Miles Jackson cqmv at pdx.edu
Sun Feb 6 11:12:12 PST 2005


On Sun, 6 Feb 2005, Doug Henwood wrote:


> [a friend who wishes to remain anonymous asked me to forward this post]
>
> In my experience there is a noxious trickle-down effect too, even for those
> of us radical academics who don't overtly teach or write about "war on
> terror" (trademark) issues. I recently lost my job at a major state
> university. More than one of my colleagues (sic) who voted against retaining
> me explicitly commented that my publishing "activist" articles in
> "unorthodox" outlets "uneccessarily" puts the department in a vulnerable spot
> when the administration is wielding the budget-cutting axe.
>
> JLG (anonymous)
>

Here's an interesting dynamic in higher education: this outrage and pressure about left-wing professors seems to be inversely related to the number of students who are actually being taught in the classrooms. The leftists who seem to be catching most of the flack are tenured profs who--let's face it--have relatively light teaching loads at respected universities. In contrast, community college teachers teach four or five courses every term to larger groups of students than most tenured professors at universities see.

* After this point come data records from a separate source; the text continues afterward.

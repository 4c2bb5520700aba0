use chrono::Utc;
use std::future::Future;
use std::sync::Arc;
use tokio::sync::watch;
use tokio::time::{sleep, timeout, Duration};

use super::position_manager::{PositionAction, PositionDecision, PositionManager, ReconcileOutcome};
use super::price_history::PriceHistory;
use crate::api::Broker;
use crate::error::EngineError;
use crate::models::{AccountInfo, OrderType};
use crate::reporting::{ActionTaken, CycleReport, LogEntry, PositionView, ReportSink, Sentiment, SymbolReport};
use crate::risk::{DynamicRiskCalculator, VolatilityEstimator};
use crate::settings::{ConfigError, TradingConfig};
use crate::strategy::{SignalConfig, SignalGenerator, Strategy};

/// Cooperative stop signal shared between the engine and its controller
#[derive(Debug, Clone)]
pub struct StopHandle {
    sender: Arc<watch::Sender<bool>>,
    receiver: watch::Receiver<bool>,
}

impl StopHandle {
    pub fn new() -> Self {
        let (sender, receiver) = watch::channel(false);
        Self {
            sender: Arc::new(sender),
            receiver,
        }
    }

    pub fn stop(&self) {
        self.sender.send_replace(true);
    }

    pub fn is_stopped(&self) -> bool {
        *self.receiver.borrow()
    }

    /// Resolves once `stop` has been called on any clone
    pub async fn stopped(&self) {
        let mut receiver = self.receiver.clone();
        loop {
            if *receiver.borrow_and_update() {
                return;
            }
            if receiver.changed().await.is_err() {
                std::future::pending::<()>().await;
            }
        }
    }
}

impl Default for StopHandle {
    fn default() -> Self {
        Self::new()
    }
}

/// Await a collaborator call, giving up after `limit`
async fn bounded<T>(
    limit: Duration,
    symbol: &str,
    operation: &'static str,
    call: impl Future<Output = anyhow::Result<T>>,
) -> Result<anyhow::Result<T>, EngineError> {
    timeout(limit, call).await.map_err(|_| EngineError::Timeout {
        symbol: symbol.to_string(),
        operation,
        timeout_ms: limit.as_millis() as u64,
    })
}

/// Drives the per-symbol decision pipeline once per cycle
///
/// fetch price -> history/volatility -> risk -> signal -> position decision
/// -> broker execution. A failure for one symbol is logged in the cycle
/// report and never stops the remaining symbols.
pub struct Orchestrator<B: Broker, S: Strategy = SignalGenerator> {
    config: TradingConfig,
    broker: B,
    strategy: S,
    history: PriceHistory,
    volatility: VolatilityEstimator,
    risk: DynamicRiskCalculator,
    positions: PositionManager,
    last_account: Option<AccountInfo>,
    pending_logs: Vec<LogEntry>,
    cycle: u64,
    stop: StopHandle,
}

impl<B: Broker> Orchestrator<B> {
    pub fn new(config: TradingConfig, broker: B) -> Result<Self, EngineError> {
        let strategy = SignalGenerator::new(SignalConfig::from(&config));
        Self::with_strategy(config, broker, strategy)
    }
}

impl<B: Broker, S: Strategy> Orchestrator<B, S> {
    pub fn with_strategy(config: TradingConfig, broker: B, strategy: S) -> Result<Self, EngineError> {
        config.validate()?;

        if config.history_capacity < strategy.min_samples_required() {
            return Err(ConfigError::Invalid {
                field: "history_capacity",
                reason: format!(
                    "{} cannot hold the {} prices {} needs",
                    config.history_capacity,
                    strategy.min_samples_required(),
                    strategy.name()
                ),
            }
            .into());
        }

        Ok(Self {
            history: PriceHistory::new(config.history_capacity),
            volatility: VolatilityEstimator::new(config.volatility_window),
            risk: DynamicRiskCalculator::new(&config),
            positions: PositionManager::new(
                config.confidence_threshold,
                config.take_profit_percentage,
                config.stop_loss_percentage,
            ),
            config,
            broker,
            strategy,
            last_account: None,
            pending_logs: Vec::new(),
            cycle: 0,
            stop: StopHandle::new(),
        })
    }

    pub fn config(&self) -> &TradingConfig {
        &self.config
    }

    pub fn broker(&self) -> &B {
        &self.broker
    }

    pub fn positions(&self) -> &PositionManager {
        &self.positions
    }

    pub fn history(&self) -> &PriceHistory {
        &self.history
    }

    /// Number of cycles started so far
    pub fn cycle(&self) -> u64 {
        self.cycle
    }

    pub fn stop_handle(&self) -> StopHandle {
        self.stop.clone()
    }

    /// Align tracked positions with the broker's view; the broker wins
    pub async fn reconcile(&mut self) -> Result<ReconcileOutcome, EngineError> {
        let broker_positions = bounded(
            self.config.call_timeout(),
            "*",
            "open positions query",
            self.broker.open_positions(),
        )
        .await?
        .map_err(|source| EngineError::Fetch {
            symbol: "*".to_string(),
            what: "open positions",
            source,
        })?;

        let outcome = self.positions.reconcile(&broker_positions, Utc::now());

        for symbol in &outcome.adopted {
            self.pending_logs.push(LogEntry::warning(format!(
                "{}: tracking position reported by broker",
                symbol
            )));
        }
        for symbol in &outcome.dropped {
            self.pending_logs.push(LogEntry::warning(format!(
                "{}: broker no longer reports position, dropped",
                symbol
            )));
        }

        Ok(outcome)
    }

    /// Run one full pass over the configured symbols
    pub async fn run_cycle(&mut self) -> CycleReport {
        self.cycle += 1;
        tracing::debug!(cycle = self.cycle, "Starting cycle");

        let every = self.config.reconcile_every_cycles;
        if every > 0 && self.cycle % every == 0 {
            if let Err(e) = self.reconcile().await {
                self.pending_logs
                    .push(LogEntry::warning(format!("Reconciliation skipped: {}", e)));
            }
        }

        let mut logs = std::mem::take(&mut self.pending_logs);
        let account = self.refresh_account(&mut logs).await;
        let balance = account.as_ref().map(|a| a.balance).unwrap_or(0.0);

        let symbols = self.config.trading_pairs.clone();
        let mut reports = Vec::with_capacity(symbols.len());

        for symbol in &symbols {
            if self.stop.is_stopped() {
                logs.push(LogEntry::warning("Stop requested, ending cycle early"));
                break;
            }

            match self.process_symbol(symbol, balance, &mut logs).await {
                Ok(report) => reports.push(report),
                Err(e) => {
                    tracing::debug!(symbol = %symbol, error = ?e, "Symbol skipped this cycle");
                    logs.push(LogEntry::error(e.to_string()));
                }
            }
        }

        let positions = self
            .positions
            .open_positions()
            .into_iter()
            .map(|p| {
                let mark = self.history.latest(&p.symbol).unwrap_or(p.entry_price);
                PositionView::new(p, mark)
            })
            .collect();

        let now = Utc::now();
        CycleReport {
            cycle: self.cycle,
            timestamp: now,
            account,
            sentiment: Sentiment::from_directions(reports.iter().map(|r| &r.signal.direction)),
            symbols: reports,
            positions,
            stats: self.positions.stats(now.date_naive()),
            logs,
        }
    }

    /// Cycle until stopped or `max_cycles` have completed
    ///
    /// Returns the number of completed cycles.
    pub async fn run(&mut self, sink: &dyn ReportSink, max_cycles: Option<u64>) -> u64 {
        match self.reconcile().await {
            Ok(outcome) => tracing::info!(
                adopted = outcome.adopted.len(),
                dropped = outcome.dropped.len(),
                "Reconciled with broker"
            ),
            Err(e) => self
                .pending_logs
                .push(LogEntry::warning(format!("Startup reconciliation failed: {}", e))),
        }

        let interval = self.config.cycle_interval();
        let mut completed = 0;

        while !self.stop.is_stopped() {
            let report = self.run_cycle().await;
            sink.publish(&report);
            completed += 1;

            if max_cycles.is_some_and(|limit| completed >= limit) {
                break;
            }

            tokio::select! {
                _ = self.stop.stopped() => break,
                _ = sleep(interval) => {}
            }
        }

        tracing::info!(cycles = completed, "Engine stopped");
        completed
    }

    async fn refresh_account(&mut self, logs: &mut Vec<LogEntry>) -> Option<AccountInfo> {
        let result = bounded(
            self.config.call_timeout(),
            "*",
            "account info",
            self.broker.account_info(),
        )
        .await
        .and_then(|inner| {
            inner.map_err(|source| EngineError::Fetch {
                symbol: "*".to_string(),
                what: "account info",
                source,
            })
        });

        match result {
            Ok(account) => {
                self.last_account = Some(account.clone());
                Some(account)
            }
            Err(e) => {
                let fallback = if self.last_account.is_some() {
                    "using last known balance"
                } else {
                    "no balance known, entries skipped"
                };
                logs.push(LogEntry::warning(format!("{} ({})", e, fallback)));
                self.last_account.clone()
            }
        }
    }

    async fn process_symbol(
        &mut self,
        symbol: &str,
        balance: f64,
        logs: &mut Vec<LogEntry>,
    ) -> Result<SymbolReport, EngineError> {
        let price = bounded(
            self.config.call_timeout(),
            symbol,
            "price fetch",
            self.broker.get_price(symbol),
        )
        .await?
        .map_err(|source| EngineError::Fetch {
            symbol: symbol.to_string(),
            what: "price",
            source,
        })?;

        if !price.is_finite() || price <= 0.0 {
            return Err(EngineError::InvalidPrice {
                symbol: symbol.to_string(),
                price,
            });
        }

        self.history.append(symbol, price);
        let volatility = self.volatility.update(symbol, price);
        let risk = self.risk.compute(price, volatility, balance);
        let risk_level = self.risk.risk_level(risk.risk_percentage);
        let signal = self.strategy.analyze(&self.history.series(symbol));

        let decision = self.positions.decide(symbol, &signal, &risk, price);
        let action = self.execute(decision, logs).await?;

        Ok(SymbolReport {
            symbol: symbol.to_string(),
            price,
            volatility,
            risk,
            risk_level,
            signal,
            action,
        })
    }

    /// Hand a decision to the broker and commit it once confirmed
    async fn execute(
        &mut self,
        decision: PositionDecision,
        logs: &mut Vec<LogEntry>,
    ) -> Result<ActionTaken, EngineError> {
        let symbol = decision.symbol.as_str();
        let limit = self.config.call_timeout();

        match decision.action {
            PositionAction::Hold => {
                logs.push(LogEntry::info(format!("{}: {}", symbol, decision.reason)));
                Ok(ActionTaken::Hold)
            }
            PositionAction::Open(order) => {
                let result = bounded(
                    limit,
                    symbol,
                    "order",
                    self.broker
                        .create_order(symbol, OrderType::Market, order.side, order.size),
                )
                .await
                .and_then(|inner| {
                    inner.map_err(|source| EngineError::Execution {
                        symbol: symbol.to_string(),
                        source,
                    })
                });

                let confirmation = match result {
                    Ok(confirmation) => confirmation,
                    Err(e) => {
                        logs.push(LogEntry::error(format!("{} ({})", e, decision.reason)));
                        return Ok(ActionTaken::Failed);
                    }
                };

                self.positions.confirm_open(
                    symbol,
                    &order,
                    Some(confirmation.id),
                    confirmation.timestamp,
                )?;

                logs.push(LogEntry::success(format!(
                    "{}: opened {} {:.6} @ {:.4}, stop {:.4} ({})",
                    symbol,
                    order.side,
                    order.size,
                    order.entry_price,
                    order.stop_loss_price,
                    decision.reason
                )));
                Ok(ActionTaken::Opened {
                    side: order.side,
                    entry_price: order.entry_price,
                    size: order.size,
                })
            }
            PositionAction::Close {
                broker_id,
                exit_price,
                pnl_percentage,
                reason,
                ..
            } => {
                let result = bounded(
                    limit,
                    symbol,
                    "close",
                    self.broker.close_position(broker_id.as_deref(), symbol),
                )
                .await
                .and_then(|inner| {
                    inner.map_err(|source| EngineError::Execution {
                        symbol: symbol.to_string(),
                        source,
                    })
                });

                let confirmation = match result {
                    Ok(confirmation) => confirmation,
                    Err(e) => {
                        logs.push(LogEntry::error(format!("{} ({})", e, decision.reason)));
                        return Ok(ActionTaken::Failed);
                    }
                };

                let trade = self
                    .positions
                    .confirm_close(symbol, exit_price, reason, confirmation.timestamp)?;

                let message = format!("{}: closed, {}", symbol, decision.reason);
                logs.push(if trade.pnl_percentage > 0.0 {
                    LogEntry::success(message)
                } else {
                    LogEntry::warning(message)
                });
                Ok(ActionTaken::Closed {
                    exit_price,
                    pnl_percentage,
                    reason,
                })
            }
        }
    }
}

Here's the interesting thing: in my varied academic positions, I have never seen a faculty member's politics play a role in hiring and retention in the community college setting. There is nothing like the horror story Doug posted above (nor anything like Justin's experiences as a left-wing academic). In short, being a leftist prof is not a big fucking deal in the community colleges in my region (Pacific NW). Consequently, most students in community colleges are exposed to leftist critique and analysis (social science is a distribution requirement, and they can't meet the requirement by taking 20 credits of econ).

So nobody tell O'lielly, but he's barking up the wrong tree: Getting rid of all the tenured leftists "superstars" will not stop the dissemination of leftist analysis and theory in our society, because this dissemination occurs mostly at community colleges and metropolitan universities that do not deny tenure to leftists.